### Requirement:
Identify all lines in the listing that include the word "display", and copy them out.

━━━━━━━━━━━━━━━━

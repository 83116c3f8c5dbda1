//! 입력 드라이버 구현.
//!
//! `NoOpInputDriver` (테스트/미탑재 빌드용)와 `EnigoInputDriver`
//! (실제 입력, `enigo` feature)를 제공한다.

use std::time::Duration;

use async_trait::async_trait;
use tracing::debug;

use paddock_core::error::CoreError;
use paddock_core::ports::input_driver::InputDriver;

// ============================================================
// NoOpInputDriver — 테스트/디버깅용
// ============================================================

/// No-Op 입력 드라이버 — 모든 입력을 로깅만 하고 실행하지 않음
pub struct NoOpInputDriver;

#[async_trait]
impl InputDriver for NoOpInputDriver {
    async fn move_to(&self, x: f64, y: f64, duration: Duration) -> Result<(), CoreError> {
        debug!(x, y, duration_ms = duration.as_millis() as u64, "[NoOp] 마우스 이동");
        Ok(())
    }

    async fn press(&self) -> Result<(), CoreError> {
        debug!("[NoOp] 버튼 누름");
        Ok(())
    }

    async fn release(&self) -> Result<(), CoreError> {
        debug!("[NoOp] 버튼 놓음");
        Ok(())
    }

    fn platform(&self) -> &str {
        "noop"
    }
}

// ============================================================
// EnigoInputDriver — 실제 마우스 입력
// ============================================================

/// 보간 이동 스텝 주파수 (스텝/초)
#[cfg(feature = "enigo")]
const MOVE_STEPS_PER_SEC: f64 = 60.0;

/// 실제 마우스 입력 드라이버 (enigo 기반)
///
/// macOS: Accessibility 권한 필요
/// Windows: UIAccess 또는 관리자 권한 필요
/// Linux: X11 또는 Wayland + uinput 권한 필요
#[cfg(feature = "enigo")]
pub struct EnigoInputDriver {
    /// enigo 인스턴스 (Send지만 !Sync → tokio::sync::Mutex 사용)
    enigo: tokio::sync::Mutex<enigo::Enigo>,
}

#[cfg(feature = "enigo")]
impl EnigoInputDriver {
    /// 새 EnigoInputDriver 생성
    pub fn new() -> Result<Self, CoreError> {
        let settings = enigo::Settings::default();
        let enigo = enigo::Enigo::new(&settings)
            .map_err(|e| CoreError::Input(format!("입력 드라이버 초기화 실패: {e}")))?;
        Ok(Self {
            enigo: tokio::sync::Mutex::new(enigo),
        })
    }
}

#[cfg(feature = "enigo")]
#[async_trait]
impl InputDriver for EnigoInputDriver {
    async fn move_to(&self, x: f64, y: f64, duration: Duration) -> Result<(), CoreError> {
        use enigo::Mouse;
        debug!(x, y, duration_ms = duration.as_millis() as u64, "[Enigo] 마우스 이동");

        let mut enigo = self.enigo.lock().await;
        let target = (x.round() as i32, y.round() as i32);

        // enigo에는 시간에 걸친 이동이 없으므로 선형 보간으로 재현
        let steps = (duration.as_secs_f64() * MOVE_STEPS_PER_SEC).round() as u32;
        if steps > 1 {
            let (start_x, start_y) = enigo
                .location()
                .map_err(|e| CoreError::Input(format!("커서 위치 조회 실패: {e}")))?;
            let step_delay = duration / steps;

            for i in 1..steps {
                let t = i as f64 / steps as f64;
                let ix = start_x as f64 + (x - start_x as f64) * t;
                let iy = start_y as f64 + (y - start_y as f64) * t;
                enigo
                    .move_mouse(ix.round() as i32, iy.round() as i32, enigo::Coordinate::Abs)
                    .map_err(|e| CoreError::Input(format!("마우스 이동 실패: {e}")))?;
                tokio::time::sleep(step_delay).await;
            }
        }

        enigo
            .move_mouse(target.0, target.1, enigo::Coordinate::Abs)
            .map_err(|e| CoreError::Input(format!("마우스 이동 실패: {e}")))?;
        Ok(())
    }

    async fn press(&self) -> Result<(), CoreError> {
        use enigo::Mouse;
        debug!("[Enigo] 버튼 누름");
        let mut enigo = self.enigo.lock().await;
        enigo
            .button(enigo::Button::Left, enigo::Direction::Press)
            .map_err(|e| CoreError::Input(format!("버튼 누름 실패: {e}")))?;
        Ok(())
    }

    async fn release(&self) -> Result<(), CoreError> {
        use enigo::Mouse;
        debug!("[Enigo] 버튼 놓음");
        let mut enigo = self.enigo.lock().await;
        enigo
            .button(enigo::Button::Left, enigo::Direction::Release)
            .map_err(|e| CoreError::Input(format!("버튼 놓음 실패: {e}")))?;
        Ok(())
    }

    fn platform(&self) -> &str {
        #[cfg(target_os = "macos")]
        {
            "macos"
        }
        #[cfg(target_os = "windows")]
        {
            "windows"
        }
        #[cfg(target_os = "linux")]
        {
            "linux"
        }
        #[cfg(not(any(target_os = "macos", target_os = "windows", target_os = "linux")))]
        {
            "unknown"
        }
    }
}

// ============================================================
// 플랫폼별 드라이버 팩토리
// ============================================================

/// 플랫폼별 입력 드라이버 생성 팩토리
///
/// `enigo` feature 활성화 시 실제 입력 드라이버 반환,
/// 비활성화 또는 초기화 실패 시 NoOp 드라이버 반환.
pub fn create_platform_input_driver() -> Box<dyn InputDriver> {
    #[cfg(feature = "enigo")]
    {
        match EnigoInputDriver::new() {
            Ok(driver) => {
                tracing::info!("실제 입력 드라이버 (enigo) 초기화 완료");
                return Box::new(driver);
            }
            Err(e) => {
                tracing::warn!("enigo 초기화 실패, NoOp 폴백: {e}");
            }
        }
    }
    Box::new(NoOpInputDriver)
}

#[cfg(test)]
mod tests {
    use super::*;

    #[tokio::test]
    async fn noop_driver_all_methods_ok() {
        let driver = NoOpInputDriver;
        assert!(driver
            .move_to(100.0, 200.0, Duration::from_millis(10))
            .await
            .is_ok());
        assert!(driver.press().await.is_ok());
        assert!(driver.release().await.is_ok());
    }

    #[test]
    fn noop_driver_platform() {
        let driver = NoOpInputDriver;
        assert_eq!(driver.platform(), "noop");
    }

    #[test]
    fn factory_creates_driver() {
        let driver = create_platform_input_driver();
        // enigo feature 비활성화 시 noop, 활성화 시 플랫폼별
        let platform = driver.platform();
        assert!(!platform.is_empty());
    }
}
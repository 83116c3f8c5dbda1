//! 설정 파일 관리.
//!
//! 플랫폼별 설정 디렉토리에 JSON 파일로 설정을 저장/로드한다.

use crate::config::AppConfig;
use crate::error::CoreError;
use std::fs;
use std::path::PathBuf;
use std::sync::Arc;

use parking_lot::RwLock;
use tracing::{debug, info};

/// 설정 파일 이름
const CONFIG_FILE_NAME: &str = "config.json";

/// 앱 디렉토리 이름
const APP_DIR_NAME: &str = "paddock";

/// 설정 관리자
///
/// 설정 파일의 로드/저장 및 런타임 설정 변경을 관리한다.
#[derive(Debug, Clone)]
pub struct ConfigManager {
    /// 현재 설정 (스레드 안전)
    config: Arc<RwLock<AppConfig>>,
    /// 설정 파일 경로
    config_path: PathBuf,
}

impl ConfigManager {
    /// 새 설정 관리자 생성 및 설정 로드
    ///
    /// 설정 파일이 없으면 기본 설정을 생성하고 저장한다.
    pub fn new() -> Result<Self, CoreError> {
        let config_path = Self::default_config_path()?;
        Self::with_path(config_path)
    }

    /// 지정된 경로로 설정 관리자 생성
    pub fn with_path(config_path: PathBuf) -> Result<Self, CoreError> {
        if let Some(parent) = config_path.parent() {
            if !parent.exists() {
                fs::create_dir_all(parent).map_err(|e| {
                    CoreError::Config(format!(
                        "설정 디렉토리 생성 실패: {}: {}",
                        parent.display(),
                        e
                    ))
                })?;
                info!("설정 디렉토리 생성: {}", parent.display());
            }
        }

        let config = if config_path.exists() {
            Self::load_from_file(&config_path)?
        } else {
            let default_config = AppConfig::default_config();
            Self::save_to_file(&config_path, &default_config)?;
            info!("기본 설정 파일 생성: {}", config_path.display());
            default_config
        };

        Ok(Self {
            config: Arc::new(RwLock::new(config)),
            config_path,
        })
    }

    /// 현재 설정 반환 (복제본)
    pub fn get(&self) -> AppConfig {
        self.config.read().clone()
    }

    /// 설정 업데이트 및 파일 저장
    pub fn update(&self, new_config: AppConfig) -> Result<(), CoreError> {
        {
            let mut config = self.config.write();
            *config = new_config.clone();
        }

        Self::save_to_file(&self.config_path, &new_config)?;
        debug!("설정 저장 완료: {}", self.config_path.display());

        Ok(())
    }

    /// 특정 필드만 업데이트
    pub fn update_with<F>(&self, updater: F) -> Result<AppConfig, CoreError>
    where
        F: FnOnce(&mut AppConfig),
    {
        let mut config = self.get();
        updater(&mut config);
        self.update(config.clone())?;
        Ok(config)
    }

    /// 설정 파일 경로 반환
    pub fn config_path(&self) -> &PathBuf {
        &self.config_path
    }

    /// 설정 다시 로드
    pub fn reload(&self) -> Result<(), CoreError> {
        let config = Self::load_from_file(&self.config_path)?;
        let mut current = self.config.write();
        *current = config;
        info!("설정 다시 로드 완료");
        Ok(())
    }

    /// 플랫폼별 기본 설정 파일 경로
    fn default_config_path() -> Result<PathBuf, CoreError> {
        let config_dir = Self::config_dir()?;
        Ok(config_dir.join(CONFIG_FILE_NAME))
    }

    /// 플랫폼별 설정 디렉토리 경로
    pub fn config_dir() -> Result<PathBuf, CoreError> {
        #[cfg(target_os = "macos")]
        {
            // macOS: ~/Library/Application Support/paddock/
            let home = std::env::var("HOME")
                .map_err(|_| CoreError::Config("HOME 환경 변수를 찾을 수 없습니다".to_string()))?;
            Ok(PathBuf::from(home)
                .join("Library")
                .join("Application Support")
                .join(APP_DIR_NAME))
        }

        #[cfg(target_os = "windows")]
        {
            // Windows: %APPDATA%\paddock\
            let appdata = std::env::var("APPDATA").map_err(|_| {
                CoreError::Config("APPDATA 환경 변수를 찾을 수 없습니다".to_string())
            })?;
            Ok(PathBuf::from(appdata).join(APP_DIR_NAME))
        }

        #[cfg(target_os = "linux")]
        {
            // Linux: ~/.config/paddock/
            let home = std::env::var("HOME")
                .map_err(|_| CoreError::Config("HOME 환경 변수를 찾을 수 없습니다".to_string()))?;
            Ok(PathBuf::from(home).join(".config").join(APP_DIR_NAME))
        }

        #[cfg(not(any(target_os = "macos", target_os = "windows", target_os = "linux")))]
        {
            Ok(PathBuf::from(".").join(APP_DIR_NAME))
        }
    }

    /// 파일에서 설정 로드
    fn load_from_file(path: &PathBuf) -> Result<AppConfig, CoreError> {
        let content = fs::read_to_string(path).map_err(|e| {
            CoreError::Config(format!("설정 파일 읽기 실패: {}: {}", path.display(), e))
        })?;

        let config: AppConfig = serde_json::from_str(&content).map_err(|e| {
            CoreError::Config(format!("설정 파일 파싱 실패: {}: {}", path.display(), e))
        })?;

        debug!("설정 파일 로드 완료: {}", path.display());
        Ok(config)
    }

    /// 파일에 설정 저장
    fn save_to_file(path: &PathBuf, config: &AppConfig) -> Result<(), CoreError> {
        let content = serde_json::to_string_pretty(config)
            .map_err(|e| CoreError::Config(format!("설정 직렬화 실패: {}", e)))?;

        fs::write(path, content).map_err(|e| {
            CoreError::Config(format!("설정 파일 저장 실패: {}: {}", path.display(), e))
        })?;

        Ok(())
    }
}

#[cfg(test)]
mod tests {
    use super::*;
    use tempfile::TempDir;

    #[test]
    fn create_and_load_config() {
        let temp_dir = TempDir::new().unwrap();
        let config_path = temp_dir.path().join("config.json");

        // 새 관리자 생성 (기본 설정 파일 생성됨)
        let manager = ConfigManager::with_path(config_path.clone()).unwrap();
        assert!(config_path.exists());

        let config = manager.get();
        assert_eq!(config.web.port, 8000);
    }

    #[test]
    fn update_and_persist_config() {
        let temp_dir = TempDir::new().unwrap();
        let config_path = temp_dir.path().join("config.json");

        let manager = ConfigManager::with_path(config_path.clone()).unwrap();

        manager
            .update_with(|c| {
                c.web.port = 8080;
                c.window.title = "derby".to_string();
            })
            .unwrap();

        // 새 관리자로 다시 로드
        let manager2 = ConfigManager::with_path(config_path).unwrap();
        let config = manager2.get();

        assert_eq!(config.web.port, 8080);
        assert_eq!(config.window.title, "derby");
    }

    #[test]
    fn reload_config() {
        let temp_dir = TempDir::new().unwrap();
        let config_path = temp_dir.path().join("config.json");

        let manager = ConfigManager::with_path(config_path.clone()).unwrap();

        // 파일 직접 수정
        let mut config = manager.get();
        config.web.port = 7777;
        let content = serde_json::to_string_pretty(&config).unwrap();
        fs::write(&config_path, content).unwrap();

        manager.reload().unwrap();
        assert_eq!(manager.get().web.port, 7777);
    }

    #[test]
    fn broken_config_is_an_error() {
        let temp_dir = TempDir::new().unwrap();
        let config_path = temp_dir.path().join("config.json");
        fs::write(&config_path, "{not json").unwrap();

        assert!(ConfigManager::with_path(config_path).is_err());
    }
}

━━━━━━━━━━━━━━━━

### The completed task:
                        parent.display(),
                info!("설정 디렉토리 생성: {}", parent.display());
            info!("기본 설정 파일 생성: {}", config_path.display());
        debug!("설정 저장 완료: {}", self.config_path.display());
            CoreError::Config(format!("설정 파일 읽기 실패: {}: {}", path.display(), e))
            CoreError::Config(format!("설정 파일 파싱 실패: {}: {}", path.display(), e))
        debug!("설정 파일 로드 완료: {}", path.display());
            CoreError::Config(format!("설정 파일 저장 실패: {}: {}", path.display(), e))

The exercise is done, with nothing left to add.